По убеждениям Державин был монархистом и даже сторонником дворянских привилегий, вплоть до крепостного права. Правда, он считал, что дворянство должно быть не «вольным», а служивым, исполняя свои обязанности, главное из которых – защита державы. А если не сражаешься за Отечество – то и от поместий откажись. И Державин – сатирик, лирик, бытописатель – стал певцом армии. Кстати, он первым стал употреблять слово «Родина» в значении Отчизна. Что такое солдатская лямка и офицерская служба – он знал не понаслышке. Участвовал и в сражениях – во время пугачёвского восстания. В 1790 году вся читающая Россия наизусть знала строки державинской оды «На взятие Измаила»:
А слава тех не умирает,
Кто за отечество умрет;
Она так в вечности сияет,
Как в море ночью лунный свет…
Эти строки не раз перепечатывали и в годы Великой Отечественной.
Его любимым героем стал Александр Суворов – они дружили, понимали друг друга с полуслова, хотя полководец – ненадолго! – обиделся на поэта, когда Державин не упомянул его в Измаильской оде, ограничившись обобщающим образом «вождя Россов».
Его стихи, посвящённые 1812 году, не столь известны, как оды екатерининского времени, а зря. На закате дней Державин написал несколько поэм с усложнённой композицией, с зашифрованными смыслами и ассоциациями. Но сегодня интереснее его тогдашние стихи, созданные в песенном, народном духе, например: «Встаньте вкруг меня, ребяты, / Удалые молодцы, / Русски храбрые солдаты, / В свете первые бойцы!».
Лучше и не сказать. Ну а последнее, недописанное стихотворение Державина стало легендой. Лето 1816 года поэт и отставной министр проводил в своём имении Званке, что на берегу Волхова. «На тленность» – так должна была называться новая ода, от которой осталось только восемь строк, начертанных грифелем на аспидной доске: «Река времён в своём стремлении / Уносит все дела людей / И топит в пропасти забвенья / Народы, царства и царей. / А если что и остаётся / Чрез звуки лиры и трубы, / То вечности жерлом пожрётся / И общей не уйдёт судьбы».
Скорее всего, Державин, при его неистребимом жизнелюбии, продолжил бы эти стихи антитезой.
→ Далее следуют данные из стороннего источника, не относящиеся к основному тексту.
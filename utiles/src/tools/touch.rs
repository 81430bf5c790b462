//! `touch <path> [--db-type flat|hash|norm] [--page-size N]`: create an
//! empty MBTiles file with the requested schema, or no-op if it exists.

use anyhow::Result;
use clap::Args;
use std::path::PathBuf;
use utiles_container::{DbType, MbtilesWriter};

#[derive(Args, Debug)]
pub struct Subcommand {
	pub path: PathBuf,

	#[arg(long, value_enum, default_value = "flat")]
	pub db_type: DbType,

	#[arg(long)]
	pub page_size: Option<i64>,
}

pub fn run(args: &Subcommand) -> Result<()> {
	MbtilesWriter::create(&args.path, args.db_type, args.page_size)?;
	Ok(())
}
//! Writes tiles into a `<z>/<x>/<y>.<ext>` directory pyramid and maintains
//! the sibling `metadata.json`.

use anyhow::{Context, Result};
use std::fs;
use std::path::PathBuf;
use utiles_core::{Tile, TileFormat};

/// A handle on a directory-pyramid tile destination.
pub struct DirectoryWriter {
	root: PathBuf,
}

impl DirectoryWriter {
	#[must_use]
	pub fn new(root: PathBuf) -> Self {
		Self { root }
	}

	#[must_use]
	pub fn root(&self) -> &PathBuf {
		&self.root
	}

	/// Write one tile, creating its `<z>/<x>/` directories as needed.
	pub fn write_tile(&self, tile: Tile, data: &[u8], format: TileFormat) -> Result<()> {
		let dir = self.root.join(tile.z.to_string()).join(tile.x.to_string());
		fs::create_dir_all(&dir).with_context(|| format!("creating {dir:?}"))?;
		let path = dir.join(format!("{}.{}", tile.y, format.extension()));
		fs::write(&path, data).with_context(|| format!("writing {path:?}"))
	}

	/// Write (or overwrite) the sibling `metadata.json`.
	pub fn write_metadata(&self, metadata: &serde_json::Value) -> Result<()> {
		fs::create_dir_all(&self.root)?;
		let path = self.root.join("metadata.json");
		let text = serde_json::to_string_pretty(metadata)?;
		fs::write(path, text)?;
		Ok(())
	}
}

#[cfg(test)]
mod tests {
	use super::*;
	use tempfile::tempdir;

	#[test]
	fn write_tile_creates_expected_path() {
		let dir = tempdir().unwrap();
		let writer = DirectoryWriter::new(dir.path().to_path_buf());
		writer.write_tile(Tile::new(5, 6, 7).unwrap(), b"abc", TileFormat::Jpg).unwrap();
		assert!(dir.path().join("7/5/6.jpg").exists());
	}

	#[test]
	fn write_metadata_roundtrips() {
		let dir = tempdir().unwrap();
		let writer = DirectoryWriter::new(dir.path().to_path_buf());
		writer.write_metadata(&serde_json::json!({"name": "test"})).unwrap();
		let text = fs::read_to_string(dir.path().join("metadata.json")).unwrap();
		assert!(text.contains("\"name\""));
	}
}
Рассказал бы, что бессмертие всё-таки существует. Прежде он уже провозглашал: «А я пиит – и не умру». И – в переложении Горация: «Я памятник себе воздвиг чудесный, вечный, / Металлов твёрже он и выше пирамид; / Ни вихрь его, ни гром не сломит быстротечный, / И времени полёт его не сокрушит».
Не все его надежды сбылись. До сих пор не видели сцены многие державинские драматические произведения, которые он на склоне лет считал своими главными творениями. Но века отобрали в свою сокровищницу стихи, лирику и героику Державина, наследие, которое действительно «выше пирамид».